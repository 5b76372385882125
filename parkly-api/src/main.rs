use parkly_api::{
    app,
    state::{AppState, AuthConfig, PaymentSettings, Resiliency},
};
use parkly_booking::PaymentOrchestrator;
use parkly_core::notify::LogNotificationSender;
use std::net::SocketAddr;
use std::sync::Arc;
use tracing_subscriber::{layer::SubscriberExt, util::SubscriberInitExt};

#[tokio::main]
async fn main() {
    tracing_subscriber::registry()
        .with(
            tracing_subscriber::EnvFilter::try_from_default_env()
                .unwrap_or_else(|_| "parkly_api=debug,tower_http=debug,axum::rejection=trace".into()),
        )
        .with(tracing_subscriber::fmt::layer())
        .init();

    let config = parkly_store::app_config::Config::load().expect("Failed to load config");
    tracing::info!("Starting Parkly API on port {}", config.server.port);

    // Postgres Connection + migrations
    let db = parkly_store::DbClient::new(&config.database.url)
        .await
        .expect("Failed to connect to Postgres");
    db.migrate().await.expect("Failed to run migrations");

    // Business rules: config defaults, overridable from the database
    let business_rules = match db.fetch_business_rules(config.business_rules.clone()).await {
        Ok(rules) => rules,
        Err(e) => {
            tracing::warn!("Could not load business rule overrides: {}", e);
            config.business_rules.clone()
        }
    };

    // Redis Connection
    let redis_client = parkly_store::RedisClient::new(&config.redis.url)
        .await
        .expect("Failed to connect to Redis");
    let redis_arc = Arc::new(redis_client);

    // Kafka Connection
    let kafka_producer = parkly_store::EventProducer::new(&config.kafka.brokers)
        .expect("Failed to create Kafka producer");

    // Payment gateway
    let gateway = parkly_store::RazorpayGateway::new(
        config.payment.key_id.clone(),
        config.payment.key_secret.clone(),
        config.payment.base_url.clone(),
    );

    // SSE Broadcast Channel
    let (realtime_tx, _) = tokio::sync::broadcast::channel(100);

    let app_state = AppState {
        spots: Arc::new(parkly_store::PgSpotRepository::new(db.pool.clone())),
        bookings: Arc::new(parkly_store::PgBookingRepository::new(db.pool.clone())),
        ledger: Arc::new(parkly_store::PgLedgerRepository::new(db.pool.clone())),
        payments: Arc::new(PaymentOrchestrator::new(Arc::new(gateway))),
        notifier: Arc::new(LogNotificationSender),
        events: Arc::new(kafka_producer),
        redis: redis_arc,
        realtime_tx,
        auth: AuthConfig {
            secret: config.auth.jwt_secret.clone(),
            expiration: config.auth.jwt_expiration_seconds,
        },
        payment: PaymentSettings {
            key_id: config.payment.key_id.clone(),
            key_secret: config.payment.key_secret.clone(),
            currency: config.payment.currency.clone(),
        },
        business_rules,
        resiliency: Arc::new(Resiliency::default()),
    };

    // Background reaper for checkouts that never completed payment
    tokio::spawn(parkly_api::worker::start_pending_booking_reaper(
        app_state.clone(),
    ));

    let app = app(app_state);

    let addr = SocketAddr::from(([0, 0, 0, 0], config.server.port));
    tracing::info!("Listening on {}", addr);

    let listener = tokio::net::TcpListener::bind(addr).await.unwrap();
    axum::serve(
        listener,
        app.into_make_service_with_connect_info::<SocketAddr>(),
    )
    .await
    .unwrap();
}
========================================================================
ABOUT THIS EXERCISE | One number only, please: the count of lines in the data that hold the word "layer".

WRITTEN SOLUTION | 2